Huge-ass pile of leaves on our site pad! 

Headrick Chapel

Headrick Chapel

It was a fine morning to do laundry and then we skedaddled out of Pigeon Forge and hit Wears Valley Road en route to Cades Cove.  Such a difference between the perpetual flash and pizazz on one side of the mountain compared with the sweet peace and timelessness on the other side.  We stopped at Headrick Chapel along the way. An amazing spot in the heaven that is the Great Smoky Mountains; a cascade of headstones against the mountain wave.  After a quick convenience store stop and a last-chance for signal, we headed up the mountain to Cades Cove.

Lucky is touring us through Cades Cove

Lucky is touring us through Cades Cove

Many campgrounds are shutting down for the winter at this time of year, but there are spots, for the hardy, open at Cades Cove year round.  Now, let me tell you, I know that "camping" truly involves sleeping on the ground with some cover and the very barest of necessities.  It's the true survivalist in the wild, a skill that all should learn and apply, no doubt about it.  

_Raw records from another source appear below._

//! USGS (United States Geological Survey) earthquake feed provider.
//!
//! Fetches the real-time QuakeML summary feeds published by the USGS
//! Earthquake Hazards Program.
//!
//! # URL Pattern
//!
//! `https://earthquake.usgs.gov/earthquakes/feed/v1.0/summary/all_{window}.quakeml`
//!
//! - `{window}` is one of `hour`, `day`, `week`, `month`
//! - No authentication required
//! - Body is a QuakeML 1.2 document
//!
//! Any endpoint template containing `{window}` can be used in place of the
//! USGS default, e.g. a local mirror.

use tracing::debug;

use crate::provider::{AsyncHttpClient, ProviderError, TimeWindow};

/// Default USGS summary feed endpoint template.
pub const USGS_FEED_ENDPOINT: &str =
    "https://earthquake.usgs.gov/earthquakes/feed/v1.0/summary/all_{window}.quakeml";

/// Placeholder replaced by the time-window token.
pub const WINDOW_PLACEHOLDER: &str = "{window}";

/// Earthquake feed provider.
///
/// # Example
///
/// ```ignore
/// use quakemap::provider::{AsyncReqwestClient, FeedProvider, TimeWindow};
///
/// let client = AsyncReqwestClient::new()?;
/// let provider = FeedProvider::usgs(client);
/// let body = provider.fetch(TimeWindow::Day).await?;
/// ```
pub struct FeedProvider<C: AsyncHttpClient> {
    http_client: C,
    endpoint: String,
}

impl<C: AsyncHttpClient> FeedProvider<C> {
    /// Creates a provider for a custom endpoint template.
    ///
    /// # Arguments
    ///
    /// * `http_client` - HTTP client for making requests
    /// * `endpoint` - URL template containing `{window}`
    pub fn new(http_client: C, endpoint: impl Into<String>) -> Self {
        Self {
            http_client,
            endpoint: endpoint.into(),
        }
    }

    /// Creates a provider for the USGS summary feeds.
    pub fn usgs(http_client: C) -> Self {
        Self::new(http_client, USGS_FEED_ENDPOINT)
    }

    pub fn endpoint(&self) -> &str {
        &self.endpoint
    }

    pub fn http_client(&self) -> &C {
        &self.http_client
    }

    /// Builds the feed URL for a time window.
    pub fn build_url(&self, window: TimeWindow) -> String {
        self.endpoint.replace(WINDOW_PLACEHOLDER, window.token())
    }

    /// Fetches the raw feed document for a time window.
    pub async fn fetch(&self, window: TimeWindow) -> Result<String, ProviderError> {
        let url = self.build_url(window);
        debug!(url = %url, "Fetching earthquake feed");

        let body = self.http_client.get(&url).await?;
        let text = String::from_utf8(body)
            .map_err(|e| ProviderError::InvalidBody(format!("{} from {}", e, url)))?;

        debug!(url = %url, bytes = text.len(), "Fetched earthquake feed");
        Ok(text)
    }
}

A different kind of Wild Turkey.  

A different kind of Wild Turkey.  

That said, I love to have a studio apartment on wheels to weather the daily grind, too.  Cades Cove is a boondocking campground, which means that there's no electrical hook-up.  Jae was kind of concerned about this since we both use CPAP machines to sleep, but I made sure that we each had 12 volt power supplies in the form of power centers for jumping car batteries and powering equipment.  I've used one for five years and it's always done the job when I can't connect to electric.  Still, she was kinda creepin' on the whole concept.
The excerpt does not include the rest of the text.